> [Your goal] Repeat exactly the opening lines of the records, ending with the line that contains "use thiserror::Error;".

[Saved data entries]
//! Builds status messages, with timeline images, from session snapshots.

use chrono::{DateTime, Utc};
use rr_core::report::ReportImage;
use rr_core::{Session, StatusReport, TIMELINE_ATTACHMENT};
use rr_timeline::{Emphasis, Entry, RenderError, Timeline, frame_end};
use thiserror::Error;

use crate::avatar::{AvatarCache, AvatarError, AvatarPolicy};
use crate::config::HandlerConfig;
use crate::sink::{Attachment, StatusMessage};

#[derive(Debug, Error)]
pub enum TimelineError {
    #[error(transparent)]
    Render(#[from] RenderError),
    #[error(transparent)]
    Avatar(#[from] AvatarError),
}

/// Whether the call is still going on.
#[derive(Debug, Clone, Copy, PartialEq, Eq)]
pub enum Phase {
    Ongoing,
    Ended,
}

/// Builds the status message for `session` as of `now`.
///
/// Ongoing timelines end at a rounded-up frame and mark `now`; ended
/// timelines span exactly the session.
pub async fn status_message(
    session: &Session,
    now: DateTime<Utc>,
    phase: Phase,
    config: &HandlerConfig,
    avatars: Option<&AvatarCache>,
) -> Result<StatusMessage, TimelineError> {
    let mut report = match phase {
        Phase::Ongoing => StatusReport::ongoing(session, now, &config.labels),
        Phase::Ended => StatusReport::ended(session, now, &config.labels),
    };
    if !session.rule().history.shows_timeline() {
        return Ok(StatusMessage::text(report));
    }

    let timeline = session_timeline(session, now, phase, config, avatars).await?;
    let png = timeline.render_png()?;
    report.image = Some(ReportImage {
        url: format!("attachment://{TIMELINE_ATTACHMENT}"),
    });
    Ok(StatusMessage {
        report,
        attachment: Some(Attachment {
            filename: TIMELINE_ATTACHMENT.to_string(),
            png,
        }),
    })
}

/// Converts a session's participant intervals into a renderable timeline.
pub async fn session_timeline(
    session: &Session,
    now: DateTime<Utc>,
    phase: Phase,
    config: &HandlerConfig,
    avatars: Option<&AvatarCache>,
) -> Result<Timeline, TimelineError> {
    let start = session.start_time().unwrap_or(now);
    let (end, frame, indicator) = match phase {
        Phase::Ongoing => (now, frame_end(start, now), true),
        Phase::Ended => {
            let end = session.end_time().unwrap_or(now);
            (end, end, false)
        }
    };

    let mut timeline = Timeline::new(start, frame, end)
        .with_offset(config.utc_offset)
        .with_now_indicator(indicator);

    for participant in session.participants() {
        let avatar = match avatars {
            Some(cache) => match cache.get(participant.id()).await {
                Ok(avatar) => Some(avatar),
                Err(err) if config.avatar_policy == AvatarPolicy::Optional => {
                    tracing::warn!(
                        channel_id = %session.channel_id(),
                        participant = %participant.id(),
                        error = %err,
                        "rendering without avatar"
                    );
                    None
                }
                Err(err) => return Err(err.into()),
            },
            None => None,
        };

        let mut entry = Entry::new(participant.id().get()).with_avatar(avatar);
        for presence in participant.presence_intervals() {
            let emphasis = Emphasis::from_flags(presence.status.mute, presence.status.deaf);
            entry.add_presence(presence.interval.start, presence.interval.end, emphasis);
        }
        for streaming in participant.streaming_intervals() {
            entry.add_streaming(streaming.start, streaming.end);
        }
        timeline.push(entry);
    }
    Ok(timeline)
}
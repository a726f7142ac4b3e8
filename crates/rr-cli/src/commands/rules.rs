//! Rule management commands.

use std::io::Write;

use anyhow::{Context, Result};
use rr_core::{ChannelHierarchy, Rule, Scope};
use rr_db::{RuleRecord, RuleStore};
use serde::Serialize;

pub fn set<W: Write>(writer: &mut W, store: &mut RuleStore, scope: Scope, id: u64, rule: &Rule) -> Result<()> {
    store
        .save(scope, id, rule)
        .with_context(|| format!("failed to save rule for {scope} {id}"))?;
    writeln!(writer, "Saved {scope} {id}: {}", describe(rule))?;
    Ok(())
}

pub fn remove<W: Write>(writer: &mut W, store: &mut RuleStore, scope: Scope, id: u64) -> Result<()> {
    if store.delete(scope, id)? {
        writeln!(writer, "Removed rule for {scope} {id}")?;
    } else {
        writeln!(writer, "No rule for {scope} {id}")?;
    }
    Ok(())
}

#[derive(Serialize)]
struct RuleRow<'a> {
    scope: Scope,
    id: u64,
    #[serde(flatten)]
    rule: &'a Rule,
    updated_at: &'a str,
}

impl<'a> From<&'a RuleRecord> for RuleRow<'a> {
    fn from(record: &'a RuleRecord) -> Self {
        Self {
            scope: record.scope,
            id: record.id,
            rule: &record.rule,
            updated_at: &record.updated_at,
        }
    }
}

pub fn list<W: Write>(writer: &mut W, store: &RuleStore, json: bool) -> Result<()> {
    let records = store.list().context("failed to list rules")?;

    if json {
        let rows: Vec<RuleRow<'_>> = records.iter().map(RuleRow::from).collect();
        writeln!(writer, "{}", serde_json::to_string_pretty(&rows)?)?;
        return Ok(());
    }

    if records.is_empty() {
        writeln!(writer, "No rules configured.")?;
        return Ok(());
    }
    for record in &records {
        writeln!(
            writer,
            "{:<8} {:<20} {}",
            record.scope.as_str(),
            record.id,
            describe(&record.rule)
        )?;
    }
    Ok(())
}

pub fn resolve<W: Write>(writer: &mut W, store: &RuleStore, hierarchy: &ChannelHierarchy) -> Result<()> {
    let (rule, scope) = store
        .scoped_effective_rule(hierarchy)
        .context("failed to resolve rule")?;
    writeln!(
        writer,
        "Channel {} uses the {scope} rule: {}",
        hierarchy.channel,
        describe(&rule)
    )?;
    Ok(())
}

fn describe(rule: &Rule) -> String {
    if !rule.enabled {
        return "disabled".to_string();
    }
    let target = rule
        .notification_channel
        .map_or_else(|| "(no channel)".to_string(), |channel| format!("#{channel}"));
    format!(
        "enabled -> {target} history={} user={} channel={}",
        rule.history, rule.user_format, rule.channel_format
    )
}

> [Output for this exercise]
//! Builds status messages, with timeline images, from session snapshots.

use chrono::{DateTime, Utc};
use rr_core::report::ReportImage;
use rr_core::{Session, StatusReport, TIMELINE_ATTACHMENT};
use rr_timeline::{Emphasis, Entry, RenderError, Timeline, frame_end};
use thiserror::Error;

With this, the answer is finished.